Specific micro-level data generating processes in sociology are usually unknown and almost always unobservable. There is no microscope for human behaviour. As Figure 1 suggests, there are four feasible approaches to handling this problem that have been adopted in different social science settings. It is feasible to study only highly circumscribed kinds of behaviour for which data generating processes (‘treatments’) can be imposed experimentally in the laboratory; this is the dominant approach in experimental psychology. It is feasible simply to assume a particular data generating process; this is the dominant approach in mainstream economics. It is feasible to generate theories about data generating processes algorithmically through automated decision-making rules, but this approach requires extraordinarily large amounts of data relative to the complexity of the data generating processes to be uncovered (‘big data’). Finally, it is feasible to interrogate the available data by trying out multiple variable operationalisations and running multiple statistical models in an attempt to shed at least some light on the particular data generating processes that underlie the observed data. In practice, this is the dominant approach in quantitative sociology. The problem is that in quantitative sociology this theory discovery process is informal, almost covert (Greiffenhagen et al., 2011). Published quantitative research almost always repackages results as if they had been arrived at through positivist approaches, even when they have not (Gigerenzer and Marewski, forthcoming).
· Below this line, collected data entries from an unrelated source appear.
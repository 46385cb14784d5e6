//! clockcache - a clock-eviction buffer pool for page-oriented storage
//! engines.
//!
//! # Architecture
//! ```text
//! ┌───────────────────────────────────────────────────────────┐
//! │                     storage engine (caller)               │
//! └─────────────────────────────┬─────────────────────────────┘
//!                               ↓
//! ┌───────────────────────────────────────────────────────────┐
//! │                 Buffer Pool (buffer/)                     │
//! │   BufferManager ── PageIndex ── FrameDescriptors          │
//! │        │                │            │                    │
//! │   ClockReplacer ────────┴──── PagePool (one 4KB slot      │
//! │   (second chance)             per frame)                  │
//! └─────────────────────────────┬─────────────────────────────┘
//!                               ↓
//! ┌───────────────────────────────────────────────────────────┐
//! │                 Storage Layer (storage/)                  │
//! │   PageFile trait ← FileHandle registration ← DiskFile     │
//! └───────────────────────────────────────────────────────────┘
//! ```
//!
//! Pages are identified by (file, page number); any number of files can
//! share one pool. Callers pin pages to keep them resident, report
//! writes when unpinning, and the pool writes dirty pages back at
//! eviction, file flush, and shutdown.
//!
//! # Modules
//! - [`common`] - Shared primitives (ids, error type, config)
//! - [`buffer`] - Buffer pool management and eviction
//! - [`storage`] - The file collaborator seam and page container
//!
//! # Quick Start
//! ```no_run
//! use clockcache::{BufferManager, DiskFile, FileHandle};
//!
//! let file = FileHandle::new(DiskFile::create("my_database.db").unwrap());
//! let pool = BufferManager::new(64);
//!
//! let page = pool.alloc_page(&file).unwrap();
//! page.write().as_mut_slice()[0] = 0xAB;
//! pool.unpin_page(&file, page.page_no(), true).unwrap();
//! ```

pub mod buffer;
pub mod common;
pub mod storage;

// Re-export commonly used items at crate root for convenience
pub use common::config::PAGE_SIZE;
pub use common::{Error, FileId, FrameId, PageId, PageKey, Result};

pub use buffer::{BufferManager, BufferStats, FrameInfo, PinnedPage, PoolDump, StatsSnapshot};
pub use storage::{DiskFile, FileHandle, Page, PageFile};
Measurement, Modelling, Triangulation and Reflexivity
A defining characteristic of interpretive methodology is the blurring of the boundary between measurement and modelling. Qualitative interpretive sociologists may not put it in exactly those terms, but that is probably precisely because qualitative researchers tend not to distinguish between measurement and modelling as distinct research activities. In positivist quantitative sociology, by contrast, researchers usually enforce a strict rhetorical distinction between the two: first variables are measured; second the relationships connecting variables are modelled. But once it is accepted that variables do not cause other variables (as such) the possibilities for concepts to cause other concepts and the varieties of ways in which those concepts might be measured are endless. Even in ideal situations in which quantitative sociologists are working with truly unbiased sample survey data, the variables available in those surveys represent incomplete and highly biased records of the research subjects’ lives. The observed relationships among these observed variables are the measurement tip of the causal iceberg. The task of interpretive social science is to surmise what lies unobserved beneath.
An important tool for this is triangulation. Triangulation involves the collation and comparison of data from multiple sources at multiple levels. To continue the education and income example of Figure 2, the observed correlation between the two variables might be triangulated by examining things like:
differences in the relationship between education and income in the presence of different control variables (contingency);
differences in the relationship between education and income across different sub-groups in society (interaction);
differences in the relationship between education and income across different kinds of society (contextualisation);
individual life trajectories of education and income levels over time;
changes over time in average education levels;
patterns in the average incomes of people at different education levels;
the macro-level relationship between education levels and national income;
the larger historical narrative of the period from which the data are drawn;
the common sense plausibility of the observed results and their implications for individual behaviour and social policy (reality check).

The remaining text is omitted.